Posts Tagged ‘HBO’

Honest Trailers Slams Velma

Tuesday, March 7th, 2023

Do you think we’ve spent enough time crapping on how horrible Velma is?

Nah.

“That’s all just a framework for jokes that sound like an AI mixed Family Guy with bluecheck Twitter and somehow didn’t kill itself.”

Another reason to slam it: HBO Max has renewed it for a second season, perhaps mistaking hate watching for actual interest…

Two Videos About Velma

Sunday, February 5th, 2023

Velma, if you haven’t heard, is HBO Max’s “re-imagining” of the animated Scooby-Doo TV show. And by “reimagined” I mean “mangled and mutilated to fit the angry, narrow confines of social justice warrior ideology.”
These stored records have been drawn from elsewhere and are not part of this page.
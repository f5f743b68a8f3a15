// profile-server/src/aggregator.rs
use common::models::{AccessToken, ListeningProfile};
use common::AppResult;
use tokio_util::sync::CancellationToken;
use crate::spotify::{SpotifyApi, TimeRange};

const HYPE_ARTIST_LIMIT: usize = 1;

/// Run the four provider reads concurrently and reduce them into a profile.
///
/// All four must succeed: the first failure drops the remaining requests
/// and fails the whole aggregation.
pub async fn fetch_listening_profile(
    api: &dyn SpotifyApi,
    token: &AccessToken,
    cancel: &CancellationToken,
) -> AppResult<ListeningProfile> {
    let (profile, top_artists, top_tracks, recent_artists) = futures::try_join!(
        api.current_user(token, cancel),
        api.top_artists(token, TimeRange::LongTerm, ListeningProfile::TOP_ARTISTS_LIMIT, cancel),
        api.top_tracks(token, TimeRange::LongTerm, ListeningProfile::TOP_TRACKS_LIMIT, cancel),
        api.top_artists(token, TimeRange::ShortTerm, HYPE_ARTIST_LIMIT, cancel),
    )?;

    tracing::debug!(
        "Aggregated {} top artists and {} top tracks for {}",
        top_artists.len(),
        top_tracks.len(),
        profile.id
    );

    Ok(ListeningProfile::assemble(profile, top_artists, top_tracks, recent_artists))
}


#[cfg(test)]
mod tests {
    use super::fakes::FakeSpotify;
    use super::*;
    use async_trait::async_trait;
    use common::models::{Artist, Image, SpotifyProfile, Track};
    use common::AppError;
    use std::time::Duration;
    use tokio::sync::Barrier;

    fn token() -> AccessToken {
        AccessToken::new("tok")
    }

    #[tokio::test]
    async fn builds_profile_from_four_reads() {
        let api = FakeSpotify::new(5, 1, 10);

        let profile = fetch_listening_profile(&api, &token(), &CancellationToken::new())
            .await
            .unwrap();

        assert_eq!(profile.top_artists, api.long_term_artists);
        assert_eq!(profile.top_tracks, api.tracks);
        assert_eq!(profile.hype_artist, api.short_term_artists[0]);
        assert_eq!(profile.spotify_profile.id, "listener");

        let mut calls = api.calls.lock().unwrap().clone();
        calls.sort_by(|a, b| format!("{:?}", a).cmp(&format!("{:?}", b)));
        assert_eq!(
            calls,
            vec![
                ("artists".to_string(), Some(TimeRange::LongTerm), Some(5)),
                ("artists".to_string(), Some(TimeRange::ShortTerm), Some(1)),
                ("me".to_string(), None, None),
                ("tracks".to_string(), Some(TimeRange::LongTerm), Some(10)),
            ]
        );
    }

    #[tokio::test]
    async fn empty_short_term_window_yields_placeholder() {
        let api = FakeSpotify::new(5, 0, 10);

        let profile = fetch_listening_profile(&api, &token(), &CancellationToken::new())
            .await
            .unwrap();

        assert_eq!(profile.hype_artist.name, "None");
        assert_eq!(profile.hype_artist.images, vec![Image::from_url("-")]);
    }

    #[tokio::test]
    async fn any_failed_read_fails_the_aggregation() {
        let mut api = FakeSpotify::new(5, 1, 10);
        api.fail_tracks = true;

        let result = fetch_listening_profile(&api, &token(), &CancellationToken::new()).await;
        assert!(matches!(result, Err(AppError::UpstreamFailure(_))));
    }

    #[tokio::test]
    async fn cancellation_aborts_the_aggregation() {
        let mut api = FakeSpotify::new(5, 1, 10);
        api.hang = true;
        let cancel = CancellationToken::new();

        let canceller = cancel.clone();
        tokio::spawn(async move {
            tokio::time::sleep(Duration::from_millis(20)).await;
            canceller.cancel();
        });

        let result = fetch_listening_profile(&api, &token(), &cancel).await;
        assert_eq!(result, Err(AppError::Cancelled));
    }

    /// Every call waits until all four have started
    struct RendezvousSpotify {
        barrier: Barrier,
    }

    #[async_trait(?Send)]
    impl SpotifyApi for RendezvousSpotify {
        async fn current_user(&self, _: &AccessToken, _: &CancellationToken) -> AppResult<SpotifyProfile> {
            self.barrier.wait().await;
            Ok(super::fakes::profile())
        }

        async fn top_artists(&self, _: &AccessToken, _: TimeRange, _: usize, _: &CancellationToken) -> AppResult<Vec<Artist>> {
            self.barrier.wait().await;
            Ok(Vec::new())
        }

        async fn top_tracks(&self, _: &AccessToken, _: TimeRange, _: usize, _: &CancellationToken) -> AppResult<Vec<Track>> {
            self.barrier.wait().await;
            Ok(Vec::new())
        }
    }

    #[tokio::test]
    async fn reads_run_concurrently() {
        let api = RendezvousSpotify { barrier: Barrier::new(4) };

        let result = tokio::time::timeout(
            Duration::from_secs(2),
            fetch_listening_profile(&api, &token(), &CancellationToken::new()),
        )
        .await
        .expect("reads were issued one after another");

        let profile = result.unwrap();
        assert!(profile.top_artists.is_empty());
        assert_eq!(profile.hype_artist.name, "None");
    }
}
Since I don’t have cable, I can’t go out of my way to watch it for the sake of reviewing it, so let’s let The Critical Drinker take a whack at it:

If that weren’t enough, let’s let Ryan George of Pitch Meeting also take his turn at bat:

The original Scooby-Doo is hardly going to go down in the annals of television as a classic on the order of Hill Street Blues or I Love Lucy, but it was a solid, wholesome kid-vid TV show that made good use of its limited animation budgets to produce solid, fondly remembered shows that the franchise was strong enough to survive decades of tweaks (“with special guest Don Knotts”), soft reboots, a series of unlikely direct to video movies…

…two “meh at best” live action movies, and even inflicting The Vile Abomination on American viewers.

Even apart from the social justice idiocy, throwing away that legacy for derisive belittlement is just wrong. Moreover, these projects never seem to be profitable or even well-received (remember the disasterous Land of the Lost remake with Will Ferrell?). If you don’t treat the source material with a due amount of respect, all you’re doing pissing off generations of people that grew up watching the originals.

This sort of thing is natural meat for The Critical Drinker, who delights in tearing into Social Justice crap. But the pointed Pitch Meeting takedown seems far more significant, as George has never been one to wade in culture war commentary.

Velma seems to be the show that everyone hates.